● **Entries taken from a collection**:
┏━━

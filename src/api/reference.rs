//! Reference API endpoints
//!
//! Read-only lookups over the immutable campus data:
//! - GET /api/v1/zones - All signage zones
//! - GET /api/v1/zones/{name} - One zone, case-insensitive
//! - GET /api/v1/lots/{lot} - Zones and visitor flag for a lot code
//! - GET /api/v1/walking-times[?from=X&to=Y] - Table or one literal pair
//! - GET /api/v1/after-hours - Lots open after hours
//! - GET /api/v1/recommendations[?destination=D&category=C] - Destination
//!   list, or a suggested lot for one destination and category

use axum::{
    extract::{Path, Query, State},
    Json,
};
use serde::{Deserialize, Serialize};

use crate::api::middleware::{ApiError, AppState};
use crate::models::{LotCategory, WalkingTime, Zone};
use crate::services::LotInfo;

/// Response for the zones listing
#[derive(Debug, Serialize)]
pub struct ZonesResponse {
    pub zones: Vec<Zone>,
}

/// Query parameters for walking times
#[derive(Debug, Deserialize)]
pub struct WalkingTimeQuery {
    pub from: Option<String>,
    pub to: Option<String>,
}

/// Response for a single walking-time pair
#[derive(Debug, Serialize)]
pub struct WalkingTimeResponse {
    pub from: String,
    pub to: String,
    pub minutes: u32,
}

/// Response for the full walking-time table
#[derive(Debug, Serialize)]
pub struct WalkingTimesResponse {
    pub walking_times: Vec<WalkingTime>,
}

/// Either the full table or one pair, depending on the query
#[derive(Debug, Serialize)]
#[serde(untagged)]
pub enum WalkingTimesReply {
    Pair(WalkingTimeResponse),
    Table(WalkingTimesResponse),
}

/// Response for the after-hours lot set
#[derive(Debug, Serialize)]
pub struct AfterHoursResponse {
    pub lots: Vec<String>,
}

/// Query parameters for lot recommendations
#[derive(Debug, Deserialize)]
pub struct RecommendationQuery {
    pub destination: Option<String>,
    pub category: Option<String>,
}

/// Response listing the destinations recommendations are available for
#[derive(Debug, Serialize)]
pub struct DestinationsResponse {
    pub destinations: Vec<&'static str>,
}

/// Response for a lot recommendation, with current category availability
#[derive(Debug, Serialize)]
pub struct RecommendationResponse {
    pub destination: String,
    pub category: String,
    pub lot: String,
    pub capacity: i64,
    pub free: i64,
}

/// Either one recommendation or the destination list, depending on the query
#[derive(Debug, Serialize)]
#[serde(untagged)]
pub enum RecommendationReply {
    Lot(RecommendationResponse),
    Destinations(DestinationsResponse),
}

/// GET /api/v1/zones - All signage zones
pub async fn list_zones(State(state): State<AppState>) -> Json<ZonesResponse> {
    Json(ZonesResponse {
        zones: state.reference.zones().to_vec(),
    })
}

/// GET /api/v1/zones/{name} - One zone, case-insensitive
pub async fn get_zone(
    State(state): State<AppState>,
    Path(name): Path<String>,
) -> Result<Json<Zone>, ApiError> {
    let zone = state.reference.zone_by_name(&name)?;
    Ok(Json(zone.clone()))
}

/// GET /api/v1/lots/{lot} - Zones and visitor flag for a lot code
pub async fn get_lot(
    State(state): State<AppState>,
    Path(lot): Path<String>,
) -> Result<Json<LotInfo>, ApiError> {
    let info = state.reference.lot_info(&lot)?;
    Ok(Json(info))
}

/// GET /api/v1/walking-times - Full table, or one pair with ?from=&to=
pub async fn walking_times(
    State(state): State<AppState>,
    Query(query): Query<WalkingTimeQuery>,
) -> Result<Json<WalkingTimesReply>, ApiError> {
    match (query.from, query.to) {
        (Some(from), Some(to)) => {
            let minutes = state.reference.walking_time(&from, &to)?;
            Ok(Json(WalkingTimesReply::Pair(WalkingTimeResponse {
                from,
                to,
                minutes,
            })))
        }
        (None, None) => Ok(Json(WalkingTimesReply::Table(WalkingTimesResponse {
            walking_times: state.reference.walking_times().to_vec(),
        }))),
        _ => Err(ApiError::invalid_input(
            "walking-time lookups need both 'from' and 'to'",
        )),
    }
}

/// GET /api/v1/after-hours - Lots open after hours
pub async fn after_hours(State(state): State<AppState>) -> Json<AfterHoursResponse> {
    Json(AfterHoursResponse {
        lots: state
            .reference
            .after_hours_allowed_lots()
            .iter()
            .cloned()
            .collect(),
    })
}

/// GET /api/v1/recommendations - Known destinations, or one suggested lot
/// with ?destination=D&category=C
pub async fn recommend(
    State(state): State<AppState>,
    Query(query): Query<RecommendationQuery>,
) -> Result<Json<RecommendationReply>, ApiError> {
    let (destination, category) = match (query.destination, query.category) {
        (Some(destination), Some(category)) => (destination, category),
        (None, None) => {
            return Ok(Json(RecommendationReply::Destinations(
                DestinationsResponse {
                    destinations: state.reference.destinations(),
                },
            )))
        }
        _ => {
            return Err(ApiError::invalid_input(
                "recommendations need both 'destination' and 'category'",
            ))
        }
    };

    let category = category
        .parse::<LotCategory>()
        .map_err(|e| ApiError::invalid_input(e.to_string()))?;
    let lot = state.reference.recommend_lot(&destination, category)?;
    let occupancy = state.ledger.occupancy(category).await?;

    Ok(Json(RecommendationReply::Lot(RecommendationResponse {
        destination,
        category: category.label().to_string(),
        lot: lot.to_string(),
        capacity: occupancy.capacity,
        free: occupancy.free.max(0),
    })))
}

┗━━

● **PROBLEM TO WORK ON**: Within the records above, each line containing "parameters" is to be returned.

● **WRITTEN ANSWER**:
/// Query parameters for walking times
/// Query parameters for lot recommendations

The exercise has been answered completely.